Barclays has demanded money with the name Mercers Debt Collections while Lloyds has used Sechiari, Clarke and Mitchell Solicitors since at least 2011, which is actually its in-house legal department.
Lloyds subsidiary Halifax Bank of Scotland meanwhile has used the name Blair, Oliver & Scott to chase debts.
Wonga was recently made to cough up £2.6m to 45,000 affected customers by the Financial Conduct Authority for threatening customers into repaying debts with legal letters from fake law firms.
Gillian Guy, chief executive of Citizens Advice, has called on the FCA to consider making all lenders using the practice pay compensation.
He said: “It is dishonest of lenders to disguise letters chasing people for money as being from third parties.

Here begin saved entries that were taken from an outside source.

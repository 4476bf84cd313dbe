//! Transliteration map construction.
//!
//! Merges an ordered (from, to) scheme pair into the flat lookup tables
//! the scanners consume. Built on demand and cached by the dispatcher;
//! an unknown scheme name produces an empty map, which degrades to
//! pass-through downstream.

use std::collections::{BTreeSet, HashMap};

use tracing::warn;

use crate::scheme::{Group, Scheme, SchemeStore};

#[derive(Debug, Clone, Default)]
pub struct TransMap {
    /// Source token -> destination string, for every non-mark group.
    pub letters: HashMap<String, String>,
    /// Source token -> destination string, for vowel marks and virama.
    pub marks: HashMap<String, String>,
    /// Subset of `letters` whose source token is a consonant; drives the
    /// implicit-vowel state machine.
    pub consonants: HashMap<String, String>,
    /// Subset of `letters` used for accent reordering.
    pub accents: HashMap<String, String>,
    /// Longest source token in chars; the scanner lookahead window.
    pub max_token_length: usize,
    /// Destination scheme's virama string ("" for Roman schemes).
    pub virama: String,
    pub from_is_roman: bool,
    pub to_is_roman: bool,
    /// The inherent vowel अ in each scheme's spelling.
    pub to_scheme_a: String,
    pub from_scheme_a: String,
    /// Source-side accent/yogavaaha characters, for reordering
    /// untransliterated input (Brahmic scanner pre-pass).
    pub from_accent_chars: BTreeSet<char>,
    pub from_yogavaaha_chars: BTreeSet<char>,
    /// Destination-side equivalents, for reordering transliterated
    /// output (Roman scanner post-pass).
    pub to_accent_chars: BTreeSet<char>,
    pub to_yogavaaha_chars: BTreeSet<char>,
}

impl TransMap {
    pub fn build(store: &SchemeStore, from: &str, to: &str) -> TransMap {
        let empty = Scheme::default();
        let from_scheme = store.get(from).unwrap_or(&empty);
        let to_scheme = store.get(to).unwrap_or(&empty);

        let mut map = TransMap {
            from_is_roman: from_scheme.is_roman,
            to_is_roman: to_scheme.is_roman,
            ..TransMap::default()
        };
        let alternates = &from_scheme.alternates;
        let no_alts: Vec<String> = Vec::new();

        for (&group, from_table) in &from_scheme.groups {
            let Some(to_table) = to_scheme.group(group) else {
                // The whole group is skipped when the destination scheme
                // lacks it, not filled in key by key.
                continue;
            };
            for (key, f) in from_table {
                let Some(t) = to_table.get(key) else { continue };
                let t = if t.is_empty() && !group.keeps_empty_target() {
                    f.clone()
                } else {
                    t.clone()
                };
                let alts = alternates.get(f).unwrap_or(&no_alts);

                map.max_token_length = map.max_token_length.max(f.chars().count());
                for alt in alts {
                    map.max_token_length = map.max_token_length.max(alt.chars().count());
                }

                match group {
                    Group::VowelMarks | Group::Virama => {
                        map.marks.insert(f.clone(), t.clone());
                        for alt in alts {
                            map.marks.insert(alt.clone(), t.clone());
                        }
                    }
                    _ => {
                        map.letters.insert(f.clone(), t.clone());
                        for alt in alts {
                            map.letters.insert(alt.clone(), t.clone());
                        }
                        if matches!(group, Group::Consonants | Group::ExtraConsonants) {
                            map.consonants.insert(f.clone(), t.clone());
                            for alt in alts {
                                map.consonants.insert(alt.clone(), t.clone());
                            }
                        }
                        if group == Group::Accents {
                            map.accents.insert(f.clone(), t.clone());
                            for alt in alts {
                                map.accents.insert(alt.clone(), t.clone());
                            }
                        }
                    }
                }
            }
        }

        map.resolve_accented_vowel_alternates(from_scheme);

        map.virama = to_scheme
            .value(Group::Virama, "्")
            .unwrap_or_default()
            .to_string();
        map.to_scheme_a = to_scheme
            .value(Group::Vowels, "अ")
            .unwrap_or_default()
            .to_string();
        map.from_scheme_a = from_scheme
            .value(Group::Vowels, "अ")
            .unwrap_or_default()
            .to_string();

        for (f, t) in &map.accents {
            map.from_accent_chars.extend(f.chars());
            map.to_accent_chars.extend(t.chars());
        }
        if let Some(table) = from_scheme.group(Group::Yogavaahas) {
            for v in table.values() {
                map.from_yogavaaha_chars.extend(v.chars());
            }
        }
        if let Some(table) = to_scheme.group(Group::Yogavaahas) {
            for v in table.values() {
                map.to_yogavaaha_chars.extend(v.chars());
            }
        }

        map
    }

    /// Expand `accented_vowel_alternates`: each synonym spelling gets the
    /// base vowel's mapping with the accent translated through `accents`
    /// (falling back to the accent marker itself).
    fn resolve_accented_vowel_alternates(&mut self, from_scheme: &Scheme) {
        for (base, synonyms) in &from_scheme.accented_vowel_alternates {
            let Some(accent) = base.chars().next_back() else {
                continue;
            };
            let base_vowel = &base[..base.len() - accent.len_utf8()];
            let accent = accent.to_string();
            let target_accent = self.accents.get(&accent).unwrap_or(&accent).clone();

            // The inherent vowel has no mark entry; an empty prefix is
            // correct there.
            let mark_base = self.marks.get(base_vowel).cloned().unwrap_or_default();
            let letter_base = match self.letters.get(base_vowel) {
                Some(letter) => letter.clone(),
                None => {
                    warn!(base_vowel, "accented vowel alternate without a base vowel mapping");
                    String::new()
                }
            };
            for synonym in synonyms {
                self.marks
                    .insert(synonym.clone(), format!("{mark_base}{target_accent}"));
                self.letters
                    .insert(synonym.clone(), format!("{letter_base}{target_accent}"));
            }
        }
    }
}
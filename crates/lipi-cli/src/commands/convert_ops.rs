use std::io::Read as _;
use std::process;

use serde::Serialize;

use lipi_core::{Options, Transliterator};

#[derive(Serialize)]
struct WordPair<'a> {
    source: &'a str,
    result: &'a str,
}

fn require_scheme(engine: &Transliterator, name: &str) {
    if engine.store().get(name).is_none() {
        eprintln!(
            "Unknown scheme '{}'. Run `lipitool schemes` for the available names.",
            name
        );
        process::exit(1);
    }
}

/// Read the positional text, or stdin when it is "-".
fn input_text(text: &str) -> String {
    if text != "-" {
        return text.to_string();
    }
    let mut data = String::new();
    if let Err(e) = std::io::stdin().read_to_string(&mut data) {
        eprintln!("Error reading stdin: {}", e);
        process::exit(1);
    }
    data
}

#[allow(clippy::too_many_arguments)]
pub fn convert_cmd(
    text: &str,
    from: &str,
    to: &str,
    skip_sgml: bool,
    syncope: bool,
    wordwise: bool,
    json: bool,
) {
    let engine = Transliterator::with_bundled_schemes();
    require_scheme(&engine, from);
    require_scheme(&engine, to);

    let options = Options {
        skip_sgml,
        syncope,
        ..Options::default()
    };
    let data = input_text(text);

    if !wordwise {
        println!(
            "{}",
            engine.transliterate_with(data.trim_end_matches('\n'), from, to, &options)
        );
        return;
    }

    let pairs = engine.transliterate_wordwise_with(data.trim_end_matches('\n'), from, to, &options);
    if json {
        let pairs: Vec<WordPair> = pairs
            .iter()
            .map(|(source, result)| WordPair { source, result })
            .collect();
        match serde_json::to_string_pretty(&pairs) {
            Ok(out) => println!("{}", out),
            Err(e) => {
                eprintln!("Error encoding JSON: {}", e);
                process::exit(1);
            }
        }
    } else {
        for (source, result) in &pairs {
            println!("{}\t{}", source, result);
        }
    }
}
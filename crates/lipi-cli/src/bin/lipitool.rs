use clap::{Parser, Subcommand};

use lipi_cli::commands::{convert_ops, scheme_ops};

#[derive(Parser)]
#[command(name = "lipitool", about = "Transliterate text between Indic writing schemes")]
struct Cli {
    #[command(subcommand)]
    command: Command,
}

#[derive(Subcommand)]
enum Command {
    /// Transliterate text (pass "-" to read stdin)
    Convert {
        text: String,
        /// Source scheme name
        #[arg(long)]
        from: String,
        /// Destination scheme name
        #[arg(long)]
        to: String,
        /// Pass <...> tags through unmodified
        #[arg(long)]
        skip_sgml: bool,
        /// Leave bare consonants without a virama
        #[arg(long)]
        syncope: bool,
        /// Transliterate word by word, one pair per line
        #[arg(long)]
        wordwise: bool,
        /// With --wordwise, emit JSON
        #[arg(long)]
        json: bool,
    },
    /// List available schemes
    Schemes,
}

fn main() {
    let cli = Cli::parse();
    match cli.command {
        Command::Convert {
            text,
            from,
            to,
            skip_sgml,
            syncope,
            wordwise,
            json,
        } => convert_ops::convert_cmd(&text, &from, &to, skip_sgml, syncope, wordwise, json),
        Command::Schemes => scheme_ops::schemes_cmd(),
    }
}
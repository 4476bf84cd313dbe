//! Table-driven transliteration between Indic and romanized writing
//! systems.
//!
//! Schemes are cross-referenced through canonical Devanagari keys, so
//! any registered pair can be transliterated: a greedy longest-match
//! scanner handles Roman sources, a character-level scanner handles
//! Brahmic sources, and both share one derived lookup map per (from,
//! to, options) triple.
//!
//! ```
//! use lipi_core::Transliterator;
//!
//! let engine = Transliterator::with_bundled_schemes();
//! assert_eq!(engine.transliterate("namaste", "iast", "devanagari"), "नमस्ते");
//! ```

mod brahmic;
pub mod map;
mod reorder;
mod roman;
pub mod scheme;
pub mod translit;

pub use map::TransMap;
pub use scheme::loader::{parse_scheme_toml, SchemeError};
pub use scheme::{Group, Scheme, SchemeStore};
pub use translit::{Options, Transliterator};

“People who are heavily in debt are under immense financial strain and need to know where to go for help, not be harassed by bogus companies exerting undue pressure and in some cases charging them for it.
“It can be very distressing and intimidating for people in debt to receive letters from debt collectors. Debt collection letters must be clear about who the actual letter is from, what the debt is for and how borrowers can get independent advice if they need it.
“The FCA needs to carefully examine cases where debt collection process aren’t clear and consider whether compensation for customers is appropriate.”
Barclays dropped the name Mercers Debt Collection this week while Lloyds is phasing out the name Sechiari, Clarke and Mitchell Solicitors.